The extract from chapter two of the novel Jude the Obscure reveals the episode of the death of Sue and Jude's offspring. The importance of the adjective obscure is underlined by its frequent presence to qualify the whole setting of the episode. As a matter of fact it is referred to the inn where Jude passed the night after the advice to leave the lodgings, and to the speech Sue had with little  Jude. The conversation made him kill his brothers: moreover Little Jude s called "obscure" just for the  sad nature that distinguished him from his brothers.


From the stylistic point of view the novelist makes use of direct speech to portraying the situation Jude's "family"  is compelled to live. Showing as a choice adds a realistic tone to the novel. When the third omniscient person narrator is present he is mainly there to develop the story. As a matter of fact he gives no judgements and Hardy prefers to convey  his believes with some statements voiced  by some characters who are mouthspeakers  a specific social point of view (the doctor, the landlady, Sue, and at the end Jude with whom the writer identifies). The first noticeable statement is Sue's. She thinks it i is at the origin of the suicide: she couldn't explain all the truth to Jude junior because she thought the child would not be able to understand. After a conversation that fostered more doubts, Sue isn't able to reassure the child and her interaction ends with her" But go to sleep".

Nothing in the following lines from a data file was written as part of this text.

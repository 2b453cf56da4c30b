/*!
 * Rating and cleaning pipeline for bookwash documents.
 *
 * The pipeline processes documents in up to two passes:
 * 1. **Rating Pass**: classify chapters and flag the ones above target
 * 2. **Cleaning Pass**: revise flagged chapters with escalating aggression,
 *    verify the result and store the differences as change blocks
 */

pub mod cleaning_pass;
pub mod escalation;
pub mod orchestrator;
pub mod rating_pass;

// Re-export types used externally
pub use escalation::EscalationPolicy;
pub use orchestrator::{
    BookwashPipeline, ChapterOutcome, ChapterState, Checkpoint, PipelineConfig, PipelineMode, PipelinePhase,
    PipelineProgress, PipelineResult,
};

The episode of the death is anticipated by some of the child's words. The atmosphere seems tobecome less heavy the following morning. The discovery of the corpses is introduced by a shriek that raised the tension until Jude's sad discovery. The deadly scene is described with plenty of details, and probably reflects a criticism of Hardy's time. The short message Jude junior left is significant of the demographic problem of the working class- It cast  Sue in a state of depression because she attributes the child's death to her words the previous evening. Nothing can soothe her, until the end of the extract where she makes her considerations  on the miserable condition her child would live in order to find a positive aspect to their death.


Jude doesn't agree with Sue on this point and reminds her the importance of children that he feels part of him. The children's death paves the way to a lot of existential discourses like the nihilistic one of the doctor. Although he believes in an innatistic behaviour of the peoplehe is all the same shocked by the situation.

Life situations seem to be the most important matter  to Jude, but at the same time, he is an idealistic person, full of sense of control, typical of the Victorian compromise (as a matter of fact he open his eyes after the death and regrets his half truths, a sort of impossible balance between the reality he has to face and his idealistic purposes). He has received a stab in the back by following nature, therefore with Hardy he shares a pessimistic way of thinking.


Paradigmatic of such point of view is the conclusion that death brings with it in the sentence from Agamemnon's chorus (the role of culture is still central, but become a destiny he is a human being subject to the immanent will of Nature.